On the other hand, if we adopt the somewhat more powerful (and more realistic) unit-cost RAM model, in which elementary operations on $O(\log n)$-bit numbers are counted as single steps, then we may be able to solve nontrivial tasks, even in constant time. Here is an example:
Instance: Integers $n, k, l, d$, each given in binary format by $O(\log n)$ bits.
Question: Does there exist an $n$-vertex graph, such that its vertex connectivity is $k$, its edge connectivity is $l$, and its minimum degree is $d$?
Note that from the definition it is not even obvious that the problem is in NP. The reason is that the natural witness (the graph) may need $\Omega(n^2)$-bit long description, while the input is given by only $O(\log n)$ bits. On the other hand, the following theorem (see Extremal Graph Theory by B. Bollobas) comes to the rescue.
Theorem: Let $n, k, l, d$ be integers.
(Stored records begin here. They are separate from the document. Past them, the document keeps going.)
#[cfg(test)]
mod tests {
    use super::*;
    use crate::fleet::sink::LatestFrameSink;

    fn config(devices: &[(&str, &str)]) -> FleetConfig {
        FleetConfig {
            devices: devices
                .iter()
                .map(|(n, a)| (n.to_string(), a.to_string()))
                .collect(),
            ..FleetConfig::default()
        }
    }

    #[test]
    fn builds_roster_with_default_port() {
        let manager = FleetManager::new(
            &config(&[("dock_a", "10.0.0.2"), ("dock_b", "10.0.0.3:9000")]),
            Arc::new(LatestFrameSink::new()),
        )
        .unwrap();
        assert_eq!(manager.device_names(), vec!["dock_a", "dock_b"]);
        assert_eq!(manager.devices["dock_a"].address().port, 8888);
        assert_eq!(manager.devices["dock_b"].address().port, 9000);
        assert_eq!(manager.device_status("dock_a"), Some(ConnectionStatus::Disconnected));
    }

    #[test]
    fn rejects_bad_address() {
        let result = FleetManager::new(&config(&[("dock", "host:port")]), Arc::new(LatestFrameSink::new()));
        assert!(matches!(result, Err(ClientError::InvalidAddress(_))));
    }

    #[tokio::test]
    async fn calls_to_unknown_or_disconnected_devices_fail() {
        let manager =
            FleetManager::new(&config(&[("dock", "127.0.0.1:1")]), Arc::new(LatestFrameSink::new())).unwrap();
        assert!(matches!(
            manager.call("nope", &Command::Status).await,
            Err(ClientError::DeviceNotFound(_))
        ));
        assert!(matches!(
            manager.call("dock", &Command::Status).await,
            Err(ClientError::NotConnected(_))
        ));
        assert!(manager.broadcast(Command::StartTracking).await.is_empty());
    }

    #[test]
    fn decodes_preview_payload() {
        let response = Response::success()
            .with("frame", BASE64.encode([1u8, 2, 3]))
            .with("width", 1)
            .with("height", 1)
            .with("channels", 3);
        let frame = decode_preview(&response).unwrap();
        assert_eq!(frame.bytes, vec![1, 2, 3]);
        assert_eq!((frame.width, frame.height, frame.channels), (1, 1, 3));
    }
}
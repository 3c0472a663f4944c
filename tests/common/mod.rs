//! Shared helpers for the integration tests.
#![allow(dead_code)]

use edge_sentry::config::SentryConfig;
use edge_sentry::daemon::{DeviceDaemon, DeviceHardware};
use edge_sentry::capture::CaptureState;
use serde_json::Value;
use std::future::Future;
use std::net::SocketAddr;
use std::path::Path;
use std::sync::Arc;
use std::time::Duration;
use tokio::io::{AsyncBufReadExt, AsyncWriteExt, BufReader};
use tokio::net::tcp::{OwnedReadHalf, OwnedWriteHalf};
use tokio::net::TcpStream;
use tokio::task::JoinHandle;
use tokio_util::sync::CancellationToken;

/// Device configuration on an ephemeral localhost port writing into `dir`.
pub fn device_config(dir: &Path) -> SentryConfig {
    let mut config = SentryConfig::default();
    config.device.bind_address = "127.0.0.1".to_string();
    config.device.port = 0;
    config.device.frame_width = 160;
    config.device.frame_height = 120;
    config.device.cycle_delay_ms = 5;
    config.recording.save_dir = dir.to_path_buf();
    config
}

/// A device daemon running on its own task.
pub struct RunningDevice {
    pub addr: SocketAddr,
    pub state: Arc<CaptureState>,
    pub shutdown: CancellationToken,
    pub handle: JoinHandle<edge_sentry::error::AppResult<()>>,
}

impl RunningDevice {
    /// Cancel and wait for the daemon to stop.
    pub async fn stop(self) {
        self.shutdown.cancel();
        tokio::time::timeout(Duration::from_secs(5), self.handle)
            .await
            .expect("daemon did not stop in time")
            .expect("daemon task panicked")
            .expect("daemon returned an error");
    }
}

pub async fn spawn_device(config: &SentryConfig, hardware: DeviceHardware) -> RunningDevice {
    let daemon = DeviceDaemon::build(config, hardware)
        .await
        .expect("Failed to build device daemon");
    let addr = daemon.local_addr().expect("no local address");
    let state = daemon.state();
    let shutdown = CancellationToken::new();
    let handle = tokio::spawn(daemon.run(shutdown.clone()));
    RunningDevice {
        addr,
        state,
        shutdown,
        handle,
    }
}

/// Poll `condition` every 10 ms until it holds or `limit` elapses.
pub async fn wait_until<F, Fut>(what: &str, limit: Duration, mut condition: F)
where
    F: FnMut() -> Fut,
    Fut: Future<Output = bool>,
{
    let deadline = tokio::time::Instant::now() + limit;
    while !condition().await {
        if tokio::time::Instant::now() >= deadline {
            panic!("timed out waiting for {}", what);
        }
        tokio::time::sleep(Duration::from_millis(10)).await;
    }
}

/// Raw line-protocol client.
pub struct LineClient {
    reader: BufReader<OwnedReadHalf>,
    writer: OwnedWriteHalf,
}

impl LineClient {
    pub async fn connect(addr: SocketAddr) -> Self {
        let stream = TcpStream::connect(addr).await.expect("connect failed");
        let (read, writer) = stream.into_split();
        Self {
            reader: BufReader::new(read),
            writer,
        }
    }

    pub async fn send_raw(&mut self, bytes: &[u8]) {
        self.writer.write_all(bytes).await.expect("send failed");
    }

    pub async fn send(&mut self, json: &str) {
        self.send_raw(format!("{}\n", json).as_bytes()).await;
    }

    /// Next response line, or `None` once the server closed the connection.
    pub async fn recv(&mut self) -> Option<Value> {
        let mut line = String::new();
        let n = tokio::time::timeout(Duration::from_secs(5), self.reader.read_line(&mut line))
            .await
            .expect("no response within 5s")
            .ok()?;
        if n == 0 {
            return None;
        }
        Some(serde_json::from_str(&line).expect("response is not JSON"))
    }

    /// Like `recv`, but gives up after `limit`.
    pub async fn try_recv(&mut self, limit: Duration) -> Option<Value> {
        let mut line = String::new();
        match tokio::time::timeout(limit, self.reader.read_line(&mut line)).await {
            Ok(Ok(n)) if n > 0 => serde_json::from_str(&line).ok(),
            _ => None,
        }
    }

    pub async fn request(&mut self, json: &str) -> Value {
        self.send(json).await;
        self.recv().await.expect("connection closed")
    }
}
//! Edge-triggered incident recording with a linger window.
//!
//! The manager is a two-state machine (`Idle`, `Recording`) fed once per capture cycle
//! with the actuator signal and the display frame:
//!
//! - `Idle` + `Both` opens a new timestamp-named file and writes the frame.
//! - `Recording` + `Both` clears any linger deadline and writes the frame.
//! - `Recording` + anything else arms the deadline (`now + linger`) if unset and keeps
//!   writing until the deadline passes, at which point the file is closed.
//! - A cycle without a frame ([`RecordingManager::tick`]) counts as non-danger.
//!
//! Frames go to `<name>.<ext>.part`; closing the session renames the file to its final
//! name, so only complete recordings are ever listed.

use chrono::Local;
use std::path::{Path, PathBuf};
use std::sync::Arc;
use std::time::{Duration, Instant};
use tracing::{error, info, warn};

use super::writer::{FrameWriter, VideoWriterFactory};
use crate::config::RecordingConfig;
use crate::detection::ActuatorSignal;
use crate::hardware::Frame;

/// Suffix carried by files that are still being written.
pub const PART_SUFFIX: &str = "part";

/// Timestamp format used for recording file stems.
pub const FILE_STEM_FORMAT: &str = "%Y_%m_%d_%H_%M_%S";

/// What one observation did to the recorder.
#[derive(Debug, Clone, PartialEq, Eq)]
pub enum RecorderEvent {
    /// No session before or after
    Idle,
    /// A new session was opened
    Started { path: PathBuf },
    /// The session is still open
    Recording,
    /// The linger window elapsed and the file was published
    Finished { path: PathBuf, frames: u64 },
    /// Opening or writing failed; any partial file was published
    Failed { path: PathBuf },
}

/// One open recording.
pub struct RecordingSession {
    part_path: PathBuf,
    final_path: PathBuf,
    started_at: Instant,
    linger_deadline: Option<Instant>,
    writer: Box<dyn FrameWriter>,
    frames_written: u64,
}

impl RecordingSession {
    /// Final path of the recording once published
    pub fn path(&self) -> &Path {
        &self.final_path
    }

    /// When the session was opened
    pub fn started_at(&self) -> Instant {
        self.started_at
    }

    /// Deadline after which the session closes, if danger has cleared
    pub fn linger_deadline(&self) -> Option<Instant> {
        self.linger_deadline
    }

    /// Frames appended so far
    pub fn frames_written(&self) -> u64 {
        self.frames_written
    }
}

/// Drives at most one [`RecordingSession`] at a time.
pub struct RecordingManager {
    save_dir: PathBuf,
    extension: String,
    linger: Duration,
    fps: u32,
    factory: Arc<dyn VideoWriterFactory>,
    session: Option<RecordingSession>,
}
There exists an $n$-vertex graph with vertex connectivity $k$, edge connectivity $l$, and minimum degree $d$, if and only if one of the following conditions is satisfied:
- $0\leq k\leq l \leq d <\lfloor n/2 \rfloor$,
- $1\leq 2d+2-n\leq k\leq l = d< n-1$
- $k=l=d=n-1.$
Since these conditions can be checked in constant time (in the unit-cost RAM model), the Theorem leads to a constant time algorithm in this model.
Question: What are some other nontrivial examples of constant time algorithms?